As one cynical Gooner blogged: “Gervinho ends up as such a menace to anything we are trying to achieve I’m starting to think he might actually support Spurs... ”
Then there’s all the other transfer-market deadwood like Arshavin, Denilson, Djourou and Bendtner, all on £50,000-plus salaries but who no one seems to want other than on loan. And now poor Aaron Ramsey, never the same since his broken leg, is becoming the fans’ scapegoat like Emmanuel Eboue before him.
And is Lukas Podolski really going to work out? He didn’t at Bayern Munich. And will Abou Diaby, on his day a true performer, ever be fit?
Then we come to Theo Walcott, the only player with any real pace.
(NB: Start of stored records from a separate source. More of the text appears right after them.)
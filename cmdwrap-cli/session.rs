//! Current selections and the output derived from them.

use cmdwrap_core::{format, CommandType, EncodeType, Formatted};

use crate::clipboard::Clipboard;
use crate::status::Status;

/// UI state for one user: the raw input, both selectors, and the last result.
///
/// Every setter re-runs the stateless formatter, so [`Session::wrapped`] and
/// [`Session::encoded`] always reflect the current input and selections.
#[derive(Debug, Clone)]
pub struct Session {
    input: String,
    command_type: CommandType,
    encode_type: EncodeType,
    output: Formatted,
    status: Status,
}

impl Default for Session {
    fn default() -> Self {
        Self::new(CommandType::default(), EncodeType::default())
    }
}

impl Session {
    pub fn new(command_type: CommandType, encode_type: EncodeType) -> Self {
        Self {
            input: String::new(),
            command_type,
            encode_type,
            output: Formatted::default(),
            status: Status::ready(),
        }
    }

    fn refresh(&mut self) {
        self.output = format(self.input.trim(), self.command_type, self.encode_type);
        tracing::debug!(
            command_type = self.command_type.name(),
            encode_type = self.encode_type.name(),
            wrapped_len = self.output.wrapped.len(),
            encoded_len = self.output.encoded.len(),
            "session output refreshed"
        );
    }

    fn set_status(&mut self, status: Status) -> &Status {
        tracing::debug!(level = status.level.tag(), message = %status.message, "status");
        self.status = status;
        &self.status
    }

    /// Replaces the raw input. Surrounding whitespace is not wrapped.
    pub fn set_input(&mut self, raw: &str) -> &Status {
        self.input = raw.to_string();
        self.refresh();
        self.set_status(Status::char_count(raw.chars().count()))
    }

    pub fn select_command_type(&mut self, command_type: CommandType) -> &Status {
        self.command_type = command_type;
        self.refresh();
        self.set_status(Status::command_type_selected(command_type))
    }

    pub fn select_encode_type(&mut self, encode_type: EncodeType) -> &Status {
        self.encode_type = encode_type;
        self.refresh();
        self.set_status(Status::encode_type_selected(encode_type))
    }

    /// Recomputes the output on demand.
    ///
    /// Reports completion only when there is input to encode; otherwise the
    /// previous status is kept.
    pub fn encode_now(&mut self) -> &Status {
        self.refresh();
        if self.input.trim().is_empty() {
            &self.status
        } else {
            self.set_status(Status::encoding_complete())
        }
    }

    /// Copies the final output to `clipboard` and reports the outcome.
    pub fn copy(&mut self, clipboard: &mut dyn Clipboard) -> &Status {
        let status = copy_to(clipboard, &self.output.encoded);
        self.set_status(status)
    }

    /// Raw input as last set, untrimmed.
    pub fn input(&self) -> &str {
        &self.input
    }

    pub fn command_type(&self) -> CommandType {
        self.command_type
    }

    pub fn encode_type(&self) -> EncodeType {
        self.encode_type
    }

    pub fn output(&self) -> &Formatted {
        &self.output
    }

    pub fn wrapped(&self) -> &str {
        &self.output.wrapped
    }

    pub fn encoded(&self) -> &str {
        &self.output.encoded
    }

    pub fn status(&self) -> &Status {
        &self.status
    }
}

/// Copies `text` exactly as given. Empty text is not sent.
pub(crate) fn copy_to(clipboard: &mut dyn Clipboard, text: &str) -> Status {
    if text.is_empty() {
        return Status::nothing_to_copy();
    }

    match clipboard.copy(text) {
        Ok(()) => Status::copied(),
        Err(err) => {
            tracing::warn!(clipboard = clipboard.name(), error = %err, "copy failed");
            Status::copy_failed(err)
        }
    }
}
Despite Arsenal signing a new £150million deal with Emirates, they can’t appear to find an extra £20,000 a week for Walcott.
And yet Wenger continues to be paid £7.5m a year. While Ivan Gazidis, chief executive of Arsenal Financial Corporation, pocketed £2.1m last year including a £675,000 bonus on top of one the year before of £669,000. For doing what? Selling Arsenal’s best players?
From the very top — from the absent American owner ‘Silent’ Stan Kroenke — we hear precious little.
It seems increasingly that the only way there will be any change will be if Arsenal fail to qualify for the Champions League.
There will then be a massive groundswell of opinion that billionaire Alisher Usmanov be finally admitted to the board along with a transfer fund of £100m and the return of David Dein to administer it.
And the ending of the days when the club shops at Asda rather than Harrods.
This scenario might just save Wenger. Yet an increasing number of Arsenal fans are coming to the conclusion that the manager has no white rabbits left to pluck from his hat. Certainly no Vieiras or Henrys.
On Monday, Arsenal are at Reading. Then on Saturday, December 22 they travel to Wigan.
Poor results in these two games and the end really will be nigh.
Provided, of course, the world hasn’t ended on the Friday.